Problem requirements: Nothing is needed except the lines below that run from the one with "of the group" through the one with "pub fn children(&self)", repeated exactly.

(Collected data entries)
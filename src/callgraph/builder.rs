//! Depth-first construction of the call graph from call stacks.
//!
//! For every leaf element, a synthetic root call spanning the element's
//! lifetime seeds a [`GroupNode`]. The builder then enumerates the calls of
//! each depth in chronological order, bounded by their caller, builds each
//! call's subtree first and finally merges the call's aggregate into its
//! caller's node.
//!
//! Failures of the interval source drop the affected branch only.
//! Cancellation is polled between siblings at every depth and yields the
//! forest built so far, flagged as incomplete.

use super::grouping::empty_group;
use crate::aggregator::{AggregatedCallSite, GroupNode};
use crate::callstack::{CallStack, CallStackElement, CalledFunction, Symbol};
use crate::model::{HostModel, ModelRegistry};
use crate::utils::config::ALL_GROUP_NAME;
use crate::utils::error::{CallGraphError, QueryError};
use log::{debug, info, warn};
use std::sync::atomic::{AtomicBool, Ordering};
use std::sync::{Arc, Mutex, PoisonError};
use std::thread;

/// Call graph build configuration
#[derive(Debug, Clone, Default, PartialEq, Eq)]
pub struct CallGraphConfig {
    /// Build independent leaf elements on worker threads
    pub parallel: bool,

    /// Retain every visited call and the list of depth-1 calls
    pub keep_segments: bool,
}

impl CallGraphConfig {
    pub fn new() -> Self {
        Self::default()
    }

    pub fn with_parallel(mut self, parallel: bool) -> Self {
        self.parallel = parallel;
        self
    }

    pub fn with_keep_segments(mut self, keep_segments: bool) -> Self {
        self.keep_segments = keep_segments;
        self
    }
}

/// Cooperative cancellation flag shared with a running build
#[derive(Debug, Clone, Default)]
pub struct CancellationToken(Arc<AtomicBool>);

impl CancellationToken {
    pub fn new() -> Self {
        Self::default()
    }

    pub fn cancel(&self) {
        self.0.store(true, Ordering::SeqCst);
    }

    pub fn is_cancelled(&self) -> bool {
        self.0.load(Ordering::SeqCst)
    }
}

/// Output of one analysis run
#[derive(Debug, Clone, PartialEq)]
pub struct CallGraph {
    groups: Vec<GroupNode>,
    completed: bool,
    root_functions: Vec<CalledFunction>,
    segments: Vec<CalledFunction>,
}

impl CallGraph {
    /// One group per leaf element, in input order
    pub fn groups(&self) -> &[GroupNode] {
        &self.groups
    }

    pub fn into_groups(self) -> Vec<GroupNode> {
        self.groups
    }

    pub fn group(&self, name: &str) -> Option<&GroupNode> {
        self.groups.iter().find(|group| group.name() == name)
    }

    /// False when the run was cancelled before every element was walked
    pub fn is_completed(&self) -> bool {
        self.completed
    }

    /// Depth-1 calls, kept only with `keep_segments`
    pub fn root_functions(&self) -> &[CalledFunction] {
        &self.root_functions
    }

    /// Every visited call with its final self time, kept only with `keep_segments`
    pub fn segments(&self) -> &[CalledFunction] {
        &self.segments
    }
}

/// Result of walking one element
struct ElementGraph {
    group: GroupNode,
    completed: bool,
    root_functions: Vec<CalledFunction>,
    segments: Vec<CalledFunction>,
}

/// Traversal state of one element
struct Walk<'a> {
    call_stack: &'a CallStack,
    model: &'a dyn HostModel,
    token: &'a CancellationToken,
    keep_segments: bool,
    completed: bool,
    segments: Vec<CalledFunction>,
}

impl Walk<'_> {
    fn cancelled(&mut self) -> bool {
        if self.token.is_cancelled() {
            self.completed = false;
        }
        !self.completed
    }

    /// Next call at `depth`, `None` when exhausted or when the source failed
    fn next(
        &self,
        time: i64,
        depth: u32,
        parent: Option<&CalledFunction>,
    ) -> Result<Option<CalledFunction>, CallGraphError> {
        match self.call_stack.next_function(time, depth, parent, self.model) {
            Ok(next) => Ok(next),
            Err(QueryError::SourceUnavailable(err)) => {
                warn!(
                    "Dropping branch at depth {} from time {}: {}",
                    depth, time, err
                );
                Ok(None)
            }
            Err(err) => Err(err.into()),
        }
    }

    /// Aggregate the callees of `function` into `aggregate`
    fn walk_children(
        &mut self,
        function: &mut CalledFunction,
        aggregate: &mut AggregatedCallSite,
        depth: u32,
    ) -> Result<(), CallGraphError> {
        if depth > self.call_stack.max_depth() {
            return Ok(());
        }

        let mut time = function.start();
        while !self.cancelled() {
            let Some(mut child) = self.next(time, depth, Some(&*function))? else {
                break;
            };
            let mut child_aggregate = AggregatedCallSite::from_function(&child);
            self.walk_children(&mut child, &mut child_aggregate, depth + 1)?;

            function.add_child(&child)?;
            aggregate.add_called_child(&child, child_aggregate)?;

            time = child.end().max(child.start() + 1);
            if self.keep_segments {
                self.segments.push(child);
            }
        }
        Ok(())
    }
}

/// Symbol of an element's root; unnamed elements are named after their index
fn root_symbol(id: usize, element: &CallStackElement) -> Symbol {
    if element.name().is_empty() {
        Symbol::from(format!("element-{}", id))
    } else {
        Symbol::from(element.name())
    }
}

/// Builds call graphs from leaf elements
///
/// **Public** - main entry point of the instrumented modality
pub struct CallGraphBuilder<'a> {
    registry: &'a ModelRegistry,
    config: CallGraphConfig,
    token: CancellationToken,
}

impl<'a> CallGraphBuilder<'a> {
    /// Create a builder resolving CPU times through `registry`
    pub fn new(registry: &'a ModelRegistry) -> Self {
        Self {
            registry,
            config: CallGraphConfig::default(),
            token: CancellationToken::new(),
        }
    }

    pub fn with_config(mut self, config: CallGraphConfig) -> Self {
        self.config = config;
        self
    }

    /// Use `token` to cancel the build from another thread
    pub fn with_cancellation(mut self, token: CancellationToken) -> Self {
        self.token = token;
        self
    }

    pub fn config(&self) -> &CallGraphConfig {
        &self.config
    }

    /// Build one group per leaf element
    ///
    /// **Public** - main entry point for call graph construction
    ///
    /// # Arguments
    /// * `elements` - Leaf elements, each owning one call stack
    ///
    /// # Returns
    /// The groups in input order; `is_completed()` is false if the run was
    /// cancelled
    ///
    /// # Errors
    /// * `CallGraphError::Function` - malformed interval or negative self time
    /// * `CallGraphError::Query` - invalid depth
    /// * `CallGraphError::Aggregation` - merge conflict
    pub fn build(&self, elements: &[CallStackElement]) -> Result<CallGraph, CallGraphError> {
        info!(
            "Building call graph for {} elements (parallel: {})",
            elements.len(),
            self.config.parallel
        );

        let results = self.build_elements(elements)?;
        let mut graph = CallGraph {
            groups: Vec::with_capacity(results.len()),
            completed: true,
            root_functions: Vec::new(),
            segments: Vec::new(),
        };
        for result in results {
            graph.completed &= result.completed;
            graph.groups.push(result.group);
            graph.root_functions.extend(result.root_functions);
            graph.segments.extend(result.segments);
        }

        if graph.completed {
            info!("Call graph built: {} groups", graph.groups.len());
        } else {
            warn!("Call graph build cancelled, returning partial result");
        }
        Ok(graph)
    }

    /// Build a single group aggregating every leaf element
    ///
    /// **Public** - "all elements" aggregation
    ///
    /// Element subtrees are merged into one shared root as soon as they are
    /// built; the root is locked for each merge.
    ///
    /// # Errors
    /// Same as [`Self::build`]
    pub fn build_merged(&self, elements: &[CallStackElement]) -> Result<CallGraph, CallGraphError> {
        info!(
            "Building merged call graph for {} elements (parallel: {})",
            elements.len(),
            self.config.parallel
        );

        let host_id = elements
            .first()
            .map_or("", |element| element.call_stack().host_id());
        let shared = Mutex::new(empty_group(0, ALL_GROUP_NAME).with_host_id(host_id));
        let merge = |result: ElementGraph| -> Result<ElementGraph, CallGraphError> {
            shared
                .lock()
                .unwrap_or_else(PoisonError::into_inner)
                .merge_group(&result.group)?;
            Ok(result)
        };

        let results: Vec<ElementGraph> = if self.config.parallel {
            thread::scope(|scope| {
                let handles: Vec<_> = elements
                    .iter()
                    .enumerate()
                    .map(|(id, element)| {
                        let merge = &merge;
                        scope.spawn(move || merge(self.build_element(id, element)?))
                    })
                    .collect();
                handles
                    .into_iter()
                    .map(|handle| {
                        handle
                            .join()
                            .unwrap_or_else(|panic| std::panic::resume_unwind(panic))
                    })
                    .collect::<Result<Vec<_>, _>>()
            })?
        } else {
            elements
                .iter()
                .enumerate()
                .map(|(id, element)| merge(self.build_element(id, element)?))
                .collect::<Result<Vec<_>, _>>()?
        };

        let mut graph = CallGraph {
            groups: vec![shared.into_inner().unwrap_or_else(PoisonError::into_inner)],
            completed: true,
            root_functions: Vec::new(),
            segments: Vec::new(),
        };
        for result in results {
            graph.completed &= result.completed;
            graph.root_functions.extend(result.root_functions);
            graph.segments.extend(result.segments);
        }
        Ok(graph)
    }

    fn build_elements(
        &self,
        elements: &[CallStackElement],
    ) -> Result<Vec<ElementGraph>, CallGraphError> {
        if !self.config.parallel {
            return elements
                .iter()
                .enumerate()
                .map(|(id, element)| self.build_element(id, element))
                .collect();
        }

        thread::scope(|scope| {
            let handles: Vec<_> = elements
                .iter()
                .enumerate()
                .map(|(id, element)| scope.spawn(move || self.build_element(id, element)))
                .collect();
            handles
                .into_iter()
                .map(|handle| {
                    handle
                        .join()
                        .unwrap_or_else(|panic| std::panic::resume_unwind(panic))
                })
                .collect()
        })
    }

    /// Walk one leaf element into its group
    fn build_element(
        &self,
        id: usize,
        element: &CallStackElement,
    ) -> Result<ElementGraph, CallGraphError> {
        let call_stack = element.call_stack();
        let model = self.registry.model_for(call_stack.host_id());
        let start = call_stack.start_time();
        let end = call_stack.end_time();
        debug!(
            "Walking element '{}' over [{}, {}) with {} depths",
            element.name(),
            start,
            end,
            call_stack.max_depth()
        );

        let root = CalledFunction::new(
            start,
            end,
            0,
            root_symbol(id, element),
            call_stack.symbol_key_at(start),
            call_stack.thread_id_at(start),
            None,
            model.as_ref(),
        )?;
        let mut group = GroupNode::from_root_function(id, element.name(), &root)
            .with_parent(element.parent().map(str::to_string))
            .with_host_id(call_stack.host_id());

        let mut walk = Walk {
            call_stack,
            model: model.as_ref(),
            token: &self.token,
            keep_segments: self.config.keep_segments,
            completed: true,
            segments: Vec::new(),
        };
        let mut root_functions = Vec::new();

        if call_stack.max_depth() > 0 {
            let mut time = start;
            while !walk.cancelled() {
                let Some(mut function) = walk.next(time, 1, None)? else {
                    break;
                };
                let mut aggregate = AggregatedCallSite::from_function(&function);
                walk.walk_children(&mut function, &mut aggregate, 2)?;
                group.add_called_child(&function, aggregate)?;

                time = function.end().max(function.start() + 1);
                if walk.keep_segments {
                    root_functions.push(function.clone());
                    walk.segments.push(function);
                }
            }
        }

        debug!(
            "Element '{}' done: {} top-level symbols, depth {}",
            element.name(),
            group.children().count(),
            group.max_depth()
        );
        Ok(ElementGraph {
            group,
            completed: walk.completed,
            root_functions,
            segments: walk.segments,
        })
    }
}
//! Per-element roots of the aggregation forest.

use super::call_site::AggregatedCallSite;
use crate::callstack::{CalledFunction, Symbol};
use crate::utils::error::AggregationError;
use std::fmt;

/// Root of the aggregation tree of one leaf element (e.g. one thread)
///
/// The root node spans the element's lifetime, so the group's own self time
/// is the part of the lifetime not covered by any depth-1 call. Direct
/// children are at depth 1.
#[derive(Debug, Clone, PartialEq)]
pub struct GroupNode {
    id: usize,
    name: String,
    parent: Option<String>,
    host_id: String,
    root: AggregatedCallSite,
}

impl GroupNode {
    /// Group seeded from the synthetic function spanning an element's lifetime
    pub fn from_root_function(
        id: usize,
        name: impl Into<String>,
        root_function: &CalledFunction,
    ) -> Self {
        Self::with_root(id, name, AggregatedCallSite::from_function(root_function))
    }

    /// Group around an existing root node
    pub fn with_root(id: usize, name: impl Into<String>, root: AggregatedCallSite) -> Self {
        Self {
            id,
            name: name.into(),
            parent: None,
            host_id: String::new(),
            root,
        }
    }

    pub fn with_parent(mut self, parent: Option<String>) -> Self {
        self.parent = parent;
        self
    }

    pub fn with_host_id(mut self, host_id: impl Into<String>) -> Self {
        self.host_id = host_id.into();
        self
    }

    pub fn id(&self) -> usize {
        self.id
    }

    /// Display name of the group
    pub fn name(&self) -> &str {
        &self.name
    }

    /// Parent element name (e.g. the owning process), if known
    pub fn parent(&self) -> Option<&str> {
        self.parent.as_deref()
    }

    pub fn host_id(&self) -> &str {
        &self.host_id
    }

    pub fn root(&self) -> &AggregatedCallSite {
        &self.root
    }

    /// Top-level call sites, all at depth 1
    pub fn children(&self) -> impl Iterator<Item = &AggregatedCallSite> {
        self.root.children()
    }

    pub fn child(&self, symbol: &Symbol) -> Option<&AggregatedCallSite> {
        self.root.child(symbol)
    }

    /// Depth of the deepest call site below this group
    pub fn max_depth(&self) -> usize {
        self.root.max_depth()
    }

    /// Attach the aggregate of one depth-1 call
    ///
    /// # Errors
    /// See [`AggregatedCallSite::add_called_child`]
    pub fn add_called_child(
        &mut self,
        call: &CalledFunction,
        child: AggregatedCallSite,
    ) -> Result<(), AggregationError> {
        self.root.add_called_child(call, child)
    }

    pub(crate) fn root_mut(&mut self) -> &mut AggregatedCallSite {
        &mut self.root
    }

    /// Fold another group into this one
    ///
    /// Root metrics are summed and top-level children merged by symbol;
    /// `other` is left untouched.
    ///
    /// # Errors
    /// * `AggregationError::VariantMismatch` - the groups use different modalities
    pub fn merge_group(&mut self, other: &GroupNode) -> Result<(), AggregationError> {
        let root = other.root.clone().renamed(self.root.symbol().clone());
        self.root.merge(root)
    }
}

impl fmt::Display for GroupNode {
    fn fmt(&self, f: &mut fmt::Formatter<'_>) -> fmt::Result {
        write!(f, "Group {} [{}]: {}", self.id, self.name, self.root)
    }
}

Written reply:
    /// Display name of the group
    pub fn name(&self) -> &str {
        &self.name
    }

    /// Parent element name (e.g. the owning process), if known
    pub fn parent(&self) -> Option<&str> {
        self.parent.as_deref()
    }

    pub fn host_id(&self) -> &str {
        &self.host_id
    }

    pub fn root(&self) -> &AggregatedCallSite {
        &self.root
    }

    /// Top-level call sites, all at depth 1
    pub fn children(&self) -> impl Iterator<Item = &AggregatedCallSite> {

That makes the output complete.